Lets login to ODI repository now and configure the file information in Topology and create the model.

Topology and Model


Go to topology tab, expand File technology and select FILE_GENERIC data server (ODI provides it out of the box as it is not synonymous to database schemas but fitting it into odi architecture). Right click on file_generic and select new physical schema. Provide the directory where the file is residing in schema and work schema. Since I am going to have both csv and fixed length file in this directory, one physical schema is enough in this use case. If you are placing the fixed length file in different directory, you will have to create different physical schema for that here.


Now that we have data server and physical schema in place, lets create a logical schema. Create a new logical schema in logical architecture section under File technology. Right click on File and select new logical schema. Provide a name and select physical schema we created earlier for global context.



Lets now create a model. Go to designer tab and in the data model section, create a new model. Provide a name, select File technology and logical schema we created before and save it.


For files we can't do reverse engineering. we need to manually create the data stores (representation of file). It is going to be single model but will have different data store (file representation) for csv and fixed length file.
Right click on the data model we created and select new data store. In the definition tab Provide name, data store type as table and  make sure that in resource name field exact file name is give. You can also use the search icon to select the file from directory.

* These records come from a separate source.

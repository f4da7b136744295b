//! IP geolocation for the location banner.
//!
//! Looks up the visitor's city and country with an ip-api.com compatible
//! service. Lookups never fail from the caller's point of view: every error
//! collapses into [`Location::Unavailable`], which renders a fixed fallback.

use std::net::IpAddr;

use serde::Deserialize;
use thiserror::Error;
use url::Url;

use crate::config::GeolocationConfig;

/// Shown when the lookup fails for any reason.
pub const UNAVAILABLE_TEXT: &str = "Localização Indisponível";

/// Substituted when the service omits the city.
const UNKNOWN_CITY: &str = "Desconhecida";

/// Substituted when the service omits the country.
const FALLBACK_COUNTRY: &str = "Mauro Business";

/// Errors from the geolocation lookup. Only logged, never returned to handlers.
#[derive(Debug, Error)]
enum LookupError {
    #[error("HTTP error: {0}")]
    Http(#[from] reqwest::Error),

    #[error("service returned status {0}")]
    Status(u16),
}

/// Outcome of a geolocation lookup.
#[derive(Debug, Clone, PartialEq, Eq)]
pub enum Location {
    /// The service answered with a (possibly partial) location.
    Resolved {
        city: Option<String>,
        country: Option<String>,
    },
    /// Transport error, timeout, bad status or malformed body.
    Unavailable,
}

impl Location {
    /// Banner text, e.g. `Luanda, Angola`.
    #[must_use]
    pub fn display(&self) -> String {
        match self {
            Self::Resolved { city, country } => format!(
                "{}, {}",
                city.as_deref().unwrap_or(UNKNOWN_CITY),
                country.as_deref().unwrap_or(FALLBACK_COUNTRY)
            ),
            Self::Unavailable => UNAVAILABLE_TEXT.to_string(),
        }
    }

    /// Whether the lookup produced an answer.
    #[must_use]
    pub const fn is_resolved(&self) -> bool {
        matches!(self, Self::Resolved { .. })
    }
}

/// Response body of the lookup service. Every field is optional; failed
/// lookups (`"status": "fail"`) simply omit city and country.
#[derive(Debug, Deserialize)]
struct LookupResponse {
    city: Option<String>,
    country: Option<String>,
}

impl From<LookupResponse> for Location {
    fn from(body: LookupResponse) -> Self {
        Self::Resolved {
            city: body.city,
            country: body.country,
        }
    }
}

/// HTTP client for the geolocation service.
#[derive(Clone)]
pub struct GeoLocator {
    client: reqwest::Client,
    base_url: Url,
}

impl GeoLocator {
    /// Create a new geolocation client.
    ///
    /// # Errors
    ///
    /// Returns error if the HTTP client fails to build.
    pub fn new(config: &GeolocationConfig) -> Result<Self, reqwest::Error> {
        let client = reqwest::Client::builder().timeout(config.timeout).build()?;

        Ok(Self {
            client,
            base_url: config.base_url.clone(),
        })
    }

    /// Resolve the location of a client address.
    ///
    /// A loopback client is looked up with an empty address, which makes the
    /// service report the server's own public location.
    #[tracing::instrument(skip(self))]
    pub async fn resolve(&self, client_ip: IpAddr) -> Location {
        let address = lookup_address(client_ip);

        match self.fetch(&address).await {
            Ok(body) => body.into(),
            Err(e) => {
                tracing::debug!(error = %e, "Geolocation lookup failed");
                Location::Unavailable
            }
        }
    }

    async fn fetch(&self, address: &str) -> Result<LookupResponse, LookupError> {
        let response = self.client.get(self.lookup_url(address)).send().await?;
        let status = response.status();

        if !status.is_success() {
            return Err(LookupError::Status(status.as_u16()));
        }

        Ok(response.json().await?)
    }

    /// Build `{base_url}/{address}`.
    fn lookup_url(&self, address: &str) -> Url {
        let mut url = self.base_url.clone();
        if let Ok(mut segments) = url.path_segments_mut() {
            segments.pop_if_empty().push(address);
        }
        url
    }
}

/// Address sent to the service: empty for loopback, the IP otherwise.
fn lookup_address(client_ip: IpAddr) -> String {
    if client_ip.is_loopback() {
        String::new()
    } else {
        client_ip.to_string()
    }
}

#[cfg(test)]
#[allow(clippy::unwrap_used)]
mod tests {
    use std::time::Duration;

    use axum::{Json, Router, http::StatusCode, routing::get};
    use serde_json::json;

    use super::*;

    /// Serve canned ip-api style answers on an ephemeral local port and
    /// return the server's base URL.
    async fn spawn_lookup_service() -> String {
        let app = Router::new()
            .route(
                "/ok/json/{ip}",
                get(|| async { Json(json!({"city": "Luanda", "country": "Angola"})) }),
            )
            .route(
                "/ok/json/",
                get(|| async { Json(json!({"status": "success", "city": "Lisboa"})) }),
            )
            .route("/malformed/json/{ip}", get(|| async { "<html>oops</html>" }))
            .route(
                "/limited/json/{ip}",
                get(|| async { (StatusCode::TOO_MANY_REQUESTS, "slow down") }),
            )
            .route(
                "/slow/json/{ip}",
                get(|| async {
                    tokio::time::sleep(Duration::from_secs(3)).await;
                    Json(json!({"city": "Luanda", "country": "Angola"}))
                }),
            );

        let listener = tokio::net::TcpListener::bind("127.0.0.1:0").await.unwrap();
        let addr = listener.local_addr().unwrap();
        tokio::spawn(async move {
            axum::serve(listener, app).await.unwrap();
        });

        format!("http://{addr}")
    }

    fn locator(base_url: &str) -> GeoLocator {
        GeoLocator::new(&GeolocationConfig {
            base_url: Url::parse(base_url).unwrap(),
            timeout: Duration::from_millis(500),
        })
        .unwrap()
    }

    #[test]
    fn test_loopback_is_sent_as_empty_address() {
        assert_eq!(lookup_address("127.0.0.1".parse().unwrap()), "");
        assert_eq!(lookup_address("::1".parse().unwrap()), "");
        assert_eq!(lookup_address("41.63.10.2".parse().unwrap()), "41.63.10.2");
    }

    #[test]
    fn test_lookup_url_appends_address() {
        let geo = locator("http://ip-api.com/json");
        assert_eq!(
            geo.lookup_url("41.63.10.2").as_str(),
            "http://ip-api.com/json/41.63.10.2"
        );
        assert_eq!(geo.lookup_url("").as_str(), "http://ip-api.com/json/");

        let trailing = locator("http://ip-api.com/json/");
        assert_eq!(
            trailing.lookup_url("41.63.10.2").as_str(),
            "http://ip-api.com/json/41.63.10.2"
        );
    }

    #[test]
    fn test_display_full_and_partial() {
        let full = Location::Resolved {
            city: Some("Luanda".to_string()),
            country: Some("Angola".to_string()),
        };
        assert_eq!(full.display(), "Luanda, Angola");

        let partial = Location::Resolved {
            city: None,
            country: None,
        };
        assert_eq!(partial.display(), "Desconhecida, Mauro Business");
        assert!(partial.is_resolved());
    }

    #[test]
    fn test_display_unavailable() {
        assert_eq!(Location::Unavailable.display(), "Localização Indisponível");
        assert!(!Location::Unavailable.is_resolved());
    }

    #[test]
    fn test_response_with_missing_fields_parses() {
        let body: LookupResponse =
            serde_json::from_str(r#"{"status":"fail","message":"reserved range"}"#).unwrap();
        assert_eq!(
            Location::from(body).display(),
            "Desconhecida, Mauro Business"
        );
    }

    #[tokio::test]
    async fn test_unreachable_service_falls_back() {
        // Port 9 (discard) is not listening on the loopback interface.
        let geo = locator("http://127.0.0.1:9/json");
        let location = geo.resolve("127.0.0.1".parse().unwrap()).await;
        assert_eq!(location, Location::Unavailable);
    }

    #[tokio::test]
    async fn test_public_address_resolves_city_and_country() {
        let base = spawn_lookup_service().await;
        let geo = locator(&format!("{base}/ok/json"));

        let location = geo.resolve("41.63.10.2".parse().unwrap()).await;
        assert!(location.is_resolved());
        assert_eq!(location.display(), "Luanda, Angola");
    }

    #[tokio::test]
    async fn test_loopback_client_is_looked_up_without_address() {
        let base = spawn_lookup_service().await;
        let geo = locator(&format!("{base}/ok/json"));

        let location = geo.resolve("127.0.0.1".parse().unwrap()).await;
        assert_eq!(location.display(), "Lisboa, Mauro Business");
    }

    #[tokio::test]
    async fn test_malformed_body_falls_back() {
        let base = spawn_lookup_service().await;
        let geo = locator(&format!("{base}/malformed/json"));

        let location = geo.resolve("41.63.10.2".parse().unwrap()).await;
        assert_eq!(location, Location::Unavailable);
    }

    #[tokio::test]
    async fn test_error_status_falls_back() {
        let base = spawn_lookup_service().await;
        let geo = locator(&format!("{base}/limited/json"));

        let location = geo.resolve("41.63.10.2".parse().unwrap()).await;
        assert_eq!(location, Location::Unavailable);
    }

    #[tokio::test]
    async fn test_slow_service_times_out() {
        let base = spawn_lookup_service().await;
        let geo = locator(&format!("{base}/slow/json"));

        let started = std::time::Instant::now();
        let location = geo.resolve("41.63.10.2".parse().unwrap()).await;
        assert_eq!(location, Location::Unavailable);
        assert!(started.elapsed() < Duration::from_secs(3));
    }
}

Go to file tab. Provide file format as delimited, heading as 1 , field separator as comma and text delimiter as double quotes.  Please make sure that heading number of lines provided otherwise first line will be considered as data and also when we reverse engineer for columns (coming up next), column names will not be identified.

Go to columns tab. Click on reverse engineer. Since we provided first row as heading, it put the column names from heading columns. By default it identifies all data as string, we can convert them to respective data types while loading to table using database functions. Adjust the size it automated set as 50 if you think that field will have more characters. Save the csv data store.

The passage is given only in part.